OpenClaw versions prior to 2026.2.22 fail to consistently validate redirect chains against configured mediaAllowHosts allowlists during MSTeams media downloads. Attackers can supply or influence attachment URLs to force redirects to non-allowlisted targets, bypassing SSRF boundary controls.
OpenClaw before 2026.2.24 contains a sandbox network isolation bypass vulnerability that allows trusted operators to join another container's network namespace. Attackers can configure the docker.network parameter with container:<id> values to reach services in target container namespaces and bypass network hardening controls.
OpenClaw versions prior to 2026.2.21 improperly parse the left-most X-Forwarded-For header value when requests originate from configured trusted proxies, allowing attackers to spoof client IP addresses. In proxy chains that append or preserve header values, attackers can inject malicious header content to influence security decisions including authentication rate-limiting and IP-based access controls.
OpenClaw versions prior to 2026.2.19 contain a path traversal vulnerability in the stageSandboxMedia function that accepts arbitrary absolute paths when iMessage remote attachment fetching is enabled. An attacker who can tamper with attachment path metadata can disclose files readable by the OpenClaw process on the configured remote host via SCP.
OpenClaw versions prior to 2026.2.26 server-http contains an authentication bypass vulnerability in gateway authentication for plugin channel endpoints due to path canonicalization mismatch between the gateway guard and plugin handler routing. Attackers can bypass authentication by sending requests with alternative path encodings to access protected plugin channel APIs without proper gateway authentication.
OpenClaw versions prior to 2026.2.22 contain an arbitrary shell execution vulnerability in shell environment fallback that trusts the unvalidated SHELL path from the host environment. An attacker with local environment access can inject a malicious SHELL variable to execute arbitrary commands with the privileges of the OpenClaw process.

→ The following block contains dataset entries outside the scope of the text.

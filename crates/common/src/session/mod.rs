//! Durable cookie sessions.
//!
//! A session is an opaque id plus a string key/value bag. The client holds
//! only an authenticated reference to the id (the cookie value); the values
//! live server side in a [`SessionStore`].

use std::collections::BTreeMap;

mod filesystem;

pub use filesystem::FilesystemSessionStore;

/// A server-side session record.
#[derive(Debug, Clone, PartialEq, Eq)]
pub struct Session {
    name: String,
    id: String,
    values: BTreeMap<String, String>,
    is_new: bool,
}

impl Session {
    /// A fresh, never-persisted session with the given id.
    pub fn new(name: impl Into<String>, id: impl Into<String>) -> Self {
        Self {
            name: name.into(),
            id: id.into(),
            values: BTreeMap::new(),
            is_new: true,
        }
    }

    pub(crate) fn existing(
        name: impl Into<String>,
        id: impl Into<String>,
        values: BTreeMap<String, String>,
    ) -> Self {
        Self {
            name: name.into(),
            id: id.into(),
            values,
            is_new: false,
        }
    }

    /// Cookie name this session is addressed by
    pub fn name(&self) -> &str {
        &self.name
    }

    pub fn id(&self) -> &str {
        &self.id
    }

    /// True until the session has been saved once
    pub fn is_new(&self) -> bool {
        self.is_new
    }

    pub fn get(&self, key: &str) -> Option<&str> {
        self.values.get(key).map(String::as_str)
    }

    pub fn insert(&mut self, key: impl Into<String>, value: impl Into<String>) -> Option<String> {
        self.values.insert(key.into(), value.into())
    }

    pub fn values(&self) -> &BTreeMap<String, String> {
        &self.values
    }

    pub(crate) fn mark_saved(&mut self) {
        self.is_new = false;
    }
}

#[derive(Debug, thiserror::Error)]
pub enum SessionError {
    /// No record exists for the presented cookie; callers create a new session.
    #[error("session not found")]
    NotFound,
    #[error("session store I/O error: {0}")]
    Io(#[from] std::io::Error),
    #[error("session encoding error: {0}")]
    Codec(#[from] serde_json::Error),
    #[error("session crypto error: {0}")]
    Crypto(#[from] crate::crypto::SecretError),
}

impl SessionError {
    pub fn is_not_found(&self) -> bool {
        matches!(self, SessionError::NotFound)
    }
}

/// Persistence for cookie sessions.
#[async_trait::async_trait]
pub trait SessionStore: Send + Sync {
    /// Look up the session named `name` referenced by `cookie_value`.
    ///
    /// Returns the stored session when the cookie authenticates and a record
    /// exists, otherwise a fresh session (`is_new() == true`). Only genuine
    /// storage failures are returned as errors.
    async fn get(&self, name: &str, cookie_value: Option<&str>) -> Result<Session, SessionError>;

    /// Persist `session` and return the cookie value that references it.
    async fn save(&self, session: &mut Session) -> Result<String, SessionError>;
}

OpenClaw versions prior to 2026.2.24 contain a path traversal vulnerability where @-prefixed absolute paths bypass workspace-only file-system boundary validation due to canonicalization mismatch. Attackers can exploit this by crafting @-prefixed paths like @/etc/passwd to read files outside the intended workspace boundary when tools.fs.workspaceOnly is enabled.
OpenClaw versions prior to 2026.2.25 contain an authentication hardening gap in browser-origin WebSocket clients that allows attackers to bypass origin checks and auth throttling on loopback deployments. An attacker can trick a user into opening a malicious webpage and perform password brute-force attacks against the gateway to establish an authenticated operator session and invoke control-plane methods.
OpenClaw versions prior to 2026.2.24 contain an improper path validation vulnerability in sandbox media handling that allows absolute paths under the host temporary directory outside the active sandbox root. Attackers can exploit this by providing malicious media references to read and exfiltrate arbitrary files from the host temporary directory through attachment delivery mechanisms.
OpenClaw versions prior to 2026.2.26 contain an authorization bypass vulnerability where DM pairing-store identities are incorrectly eligible for group allowlist authorization checks. Attackers can exploit this cross-context authorization flaw by using a sender approved via DM pairing to satisfy group sender allowlist checks without explicit presence in groupAllowFrom, bypassing group message access controls.